Copyright The Weekly Standard
10/10/2005, Volume 011, Issue 04
IT SEEMS LIKE ONLY A few months ago that commentators were blithely babbling about how much relations between Beijing and Washington had improved since the start of the Bush administration, which was marred by China’s downing of an American EP-3 surveillance plane and the detention of its crew. The conventional wisdom was that the war on terrorism had united the United States and China against a common enemy. This rosy scenario is, unfortunately, being undermined almost daily by Beijing’s actions.
Consider what the Chinese Communist leadership has done just in the past year: It passed an “Anti-Secession Law” asserting its legal authority to employ “nonpeaceful means” against Taiwan should the island democracy take any steps toward independence. Along with Russia, it pressured Central Asian republics to kick out U.S. bases being used in the war on terrorism; U.S. forces are now vacating a supply hub in Uzbekistan. In return for this, China has offered no useful assistance whatsoever in the fight against Islamist fanatics. Instead it held its first-ever military exercise with Russia–an exercise transparently focused on combating the United States–and agreed to purchase billions of dollars in Russian military equipment. And it continued its breakneck military buildup, which is focused on the kinds of weapons–especially missiles and submarines–needed to stymie U.S. efforts to protect Taiwan.
It also continued its massive campaign of industrial espionage intended to steal U.S. military and technological secrets. It has made some progress in protecting intellectual property but still tolerates massive copying of proprietary material that costs U.S. companies an estimated $2.6 billion a year.
Moreover, it did not reprimand, much less fire, a major general in the People’s Liberation Army who publicly threatened to nuke “hundreds” of U.S. cities if the United States came to Taiwan’s defense. It continued cozying up to odious regimes in places like Sudan, Venezuela, and Iran, whose oil it covets. It has also made clear that it will not cooperate in the U.N. Security Council or elsewhere in taking firm steps against nuclear proliferation by Iran and North Korea. Rather than using its considerable leverage on Pyongyang, it has brokered a replay of the 1994 Agreed Framework under which Kim Jong Il gets more foreign aid–including a “civilian nuclear reactor”–in return for the promise, but not the reality, of nuclear disarmament. Beijing also organized demonstrations, which turned into riots, aimed at America’s foremost Asian ally, Japan. And, just to rub it in, China has pressed to exclude the United States from an East Asia summit meeting in Malaysia in December.
To be sure, the blame for greater Sino-American friction does not rest entirely with Beijing. The Bush administration and Congress, at the bidding of domestic protectionist lobbies, have done their best to irritate China through pressure to devalue its currency and limit its exports to the United States. And, despite all these tensions, there are also some signs of cross-Pacific friendship–China did agree this year to devalue its currency slightly and to buy $5 billion worth of aircraft from Boeing rather than its European rival. But there is little doubt that the Sino-American relationship is more strained today than at any time since 2001, the year of the EP-3 incident, mostly because of greater Chinese assertiveness and increased willingness to challenge American “hegemonism.”
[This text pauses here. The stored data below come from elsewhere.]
//! SQLite 行映射辅助函数
//!
//! 时间字段以毫秒时间戳（INTEGER）存储，保证按时间排序与写入顺序一致；
//! 枚举字段以文本存储，读取时通过 `FromStr` 解析。

use chrono::{DateTime, Utc};
use sentinel_core::{models::MetricLabels, SentinelError, SentinelResult};
use sqlx::{sqlite::SqliteRow, Row};
use std::str::FromStr;

pub struct MappingHelpers;

impl MappingHelpers {
    pub fn to_millis(timestamp: DateTime<Utc>) -> i64 {
        timestamp.timestamp_millis()
    }

    pub fn timestamp(row: &SqliteRow, field_name: &str) -> SentinelResult<DateTime<Utc>> {
        let millis: i64 = row.try_get(field_name)?;
        Self::from_millis(millis)
    }

    pub fn optional_timestamp(
        row: &SqliteRow,
        field_name: &str,
    ) -> SentinelResult<Option<DateTime<Utc>>> {
        let millis: Option<i64> = row.try_get(field_name)?;
        millis.map(Self::from_millis).transpose()
    }

    /// 解析文本枚举字段
    pub fn parse_enum<T>(row: &SqliteRow, field_name: &str) -> SentinelResult<T>
    where
        T: FromStr<Err = SentinelError>,
    {
        let text: String = row.try_get(field_name)?;
        text.parse()
    }

    pub fn parse_labels(row: &SqliteRow, field_name: &str) -> SentinelResult<MetricLabels> {
        let json_str: String = row.try_get(field_name)?;
        serde_json::from_str(&json_str)
            .map_err(|e| SentinelError::Serialization(format!("解析指标标签失败: {e}")))
    }

    pub fn serialize_labels(labels: &MetricLabels) -> SentinelResult<String> {
        serde_json::to_string(labels)
            .map_err(|e| SentinelError::Serialization(format!("序列化指标标签失败: {e}")))
    }

    fn from_millis(millis: i64) -> SentinelResult<DateTime<Utc>> {
        DateTime::<Utc>::from_timestamp_millis(millis)
            .ok_or_else(|| SentinelError::Serialization(format!("无效的时间戳: {millis}")))
    }
}

#[cfg(test)]
mod tests {
    use super::*;

    #[test]
    fn test_millis_round_trip_truncates_to_millisecond() {
        let now = Utc::now();
        let millis = MappingHelpers::to_millis(now);
        let restored = MappingHelpers::from_millis(millis).unwrap();
        assert_eq!(restored.timestamp_millis(), now.timestamp_millis());
        assert!(now - restored < chrono::Duration::milliseconds(1));
    }
}
//! 集群模拟引擎
//!
//! - `metric_synthesizer` - 每周期生成各服务的流量指标
//! - `chaos_manager` - 混沌实验的过期判断、效果施加与自愈
//! - `reconciler` - 固定周期驱动以上两步的调度器
//! - `trigger` - 创建混沌实验的入口
//! - `seed` - 空集群的演示数据初始化
//! - `engine` - 按配置组装以上组件

pub mod chaos_manager;
pub mod engine;
pub mod metric_synthesizer;
pub mod reconciler;
pub mod seed;
pub mod trigger;

pub use chaos_manager::{ChaosLifecycleManager, ChaosPassReport, ExperimentOutcome};
pub use engine::SimulationEngine;
pub use metric_synthesizer::{MetricSynthesizer, SynthesisReport};
pub use reconciler::{ReconciliationScheduler, TickReport};
pub use seed::{InfrastructureSeeder, SeedReport, SEED_POD_SERVICES};
pub use trigger::ExperimentTrigger;
//! Observability module
//!
//! - Metrics collection for the engine's own behaviour
//! - Structured logging of lifecycle events
//! - Prometheus exporter setup

pub mod exporter;
pub mod metrics_collector;
pub mod structured_logger;

pub use exporter::init_metrics;
pub use metrics_collector::MetricsCollector;
pub use structured_logger::StructuredLogger;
THIS IS WORRISOME NEWS ON MANY LEVELS. China, with a population of 1.3 billion people, is the world’s most populous country. It also has the world’s biggest, if far from the best, armed forces, with over 2.2 million personnel in its active-duty ranks (800,000 more than the United States), as well as the world’s second-largest–and fastest-growing–defense budget. Its underlying economic power is rapidly expanding, too. Although most Chinese people remain poor (average per capita income, at $5,600, is lower than in the Dominican Republic), China is already the world’s second biggest economy. Its GDP of $7.3 trillion, as measured in purchasing power parity, trails only the United States (at $11.7 trillion), and it is growing much faster. Last year China’s economic growth rate was 9.1 percent, more than twice the U.S. rate of 4.4 percent. At this pace, China will overtake the U.S. economy in a little over a decade. There are good reasons to think that China’s breakneck economic growth will not last forever: Lawlessness, lack of secure property rights, endemic corruption, social unrest, resource shortages, and other problems may well sabotage its long-term prospects. But even now China is a formidable competitor to the United States–indeed, it is the only Great Power threat on the horizon.
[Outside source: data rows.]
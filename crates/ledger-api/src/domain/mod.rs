//! # Domain Module
//!
//! Composite keys and ledger errors.

pub mod errors;
pub mod key;

pub use errors::*;
pub use key::*;
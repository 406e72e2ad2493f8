//! # Composite Keys
//!
//! A composite key is the ordered join of its parts with [`KEY_SEPARATOR`].
//! No escaping is done: a part must never contain the separator. `StateList`
//! checks this with [`validate_key_parts`] before touching the ledger.

use super::errors::LedgerError;

/// Separator between composite key parts.
pub const KEY_SEPARATOR: char = ':';

/// Join key parts with the separator.
pub fn make_key<S: AsRef<str>>(parts: &[S]) -> String {
    let mut key = String::new();
    for (i, part) in parts.iter().enumerate() {
        if i > 0 {
            key.push(KEY_SEPARATOR);
        }
        key.push_str(part.as_ref());
    }
    key
}

/// Split a composite key back into its parts.
pub fn split_key(key: &str) -> Vec<String> {
    key.split(KEY_SEPARATOR).map(str::to_owned).collect()
}

/// Reject any part containing the separator.
pub fn validate_key_parts<S: AsRef<str>>(parts: &[S]) -> Result<(), LedgerError> {
    match parts.iter().find(|p| p.as_ref().contains(KEY_SEPARATOR)) {
        Some(part) => Err(LedgerError::InvalidKeyPart {
            part: part.as_ref().to_string(),
            separator: KEY_SEPARATOR,
        }),
        None => Ok(()),
    }
}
History, alas, teaches that it is difficult if not impossible to integrate peacefully a major illiberal challenger into an international system it did not design and does not control. Just ask the British, who 100 years ago occupied the strategic niche that America fills today–a global hegemon threatened by powerful upstarts. In America’s case the rival is China; in Britain’s it was Germany and Japan. The British tried confrontation with Germany (symbolized by the 1904 Anglo-French Entente Cordiale and an Anglo-German naval arms race) and appeasement with Japan (the 1902 Anglo-Japanese Alliance and considerable aid for the Imperial Japanese Navy until the late 1920s). Neither policy worked, and the result was two of the most horrific wars in history. The United States did a little better in managing the rise of the Soviet Union, but the Cold War still resulted in the deaths of some 100,000 Americans in Korea and Vietnam.
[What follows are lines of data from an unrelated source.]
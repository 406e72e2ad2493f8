//! # Selector Queries
//!
//! Equality subset of CouchDB-style `{"selector": {...}}` documents, enough
//! for rich queries over private collections.
//!
//! A selector field may be a nested object (`{"owner": {"id": "x"}}`), a
//! dotted path (`{"owner.id": "x"}`) or an explicit `{"$eq": value}`.

use crate::domain::LedgerError;
use serde_json::{Map, Value};

/// Parsed selector.
#[derive(Clone, Debug)]
pub struct Selector {
    fields: Map<String, Value>,
}

impl Selector {
    /// Parse a query document. The `selector` member must be an object.
    pub fn parse(query: &str) -> Result<Self, LedgerError> {
        let doc: Value =
            serde_json::from_str(query).map_err(|e| LedgerError::InvalidQuery(e.to_string()))?;

        match doc.get("selector") {
            Some(Value::Object(fields)) => Ok(Self {
                fields: fields.clone(),
            }),
            Some(_) => Err(LedgerError::InvalidQuery(
                "selector must be an object".to_string(),
            )),
            None => Err(LedgerError::InvalidQuery("missing selector".to_string())),
        }
    }

    /// Whether a stored document satisfies every condition.
    pub fn matches(&self, doc: &Value) -> Result<bool, LedgerError> {
        match_fields(doc, &self.fields)
    }
}

fn match_fields(doc: &Value, fields: &Map<String, Value>) -> Result<bool, LedgerError> {
    for (field, expected) in fields {
        if let Some(op) = field.strip_prefix('$') {
            if op != "eq" {
                return Err(LedgerError::InvalidQuery(format!(
                    "unsupported operator ${op}"
                )));
            }
            if doc != expected {
                return Ok(false);
            }
            continue;
        }

        let Some(actual) = lookup(doc, field) else {
            return Ok(false);
        };

        let ok = match expected {
            Value::Object(nested) => match_fields(actual, nested)?,
            other => actual == other,
        };
        if !ok {
            return Ok(false);
        }
    }
    Ok(true)
}

fn lookup<'v>(doc: &'v Value, path: &str) -> Option<&'v Value> {
    path.split('.').try_fold(doc, |v, segment| v.get(segment))
}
Chinese apologists will huffily reply that their country has nothing in common with Germany, Japan, or the Soviet Union. In the current issue of Foreign Affairs, Zheng Bijian, a veteran Communist party apparatchik with close ties to President Hu Jintao, assures us: “China will not follow the path of Germany leading up to World War I or those of Germany and Japan leading up to World War II, when these countries violently plundered resources and pursued hegemony. Neither will China follow the path of the great powers vying for global domination in the Cold War. Instead China will transcend ideological differences to strive for peace, development, and cooperation with all countries in the world.”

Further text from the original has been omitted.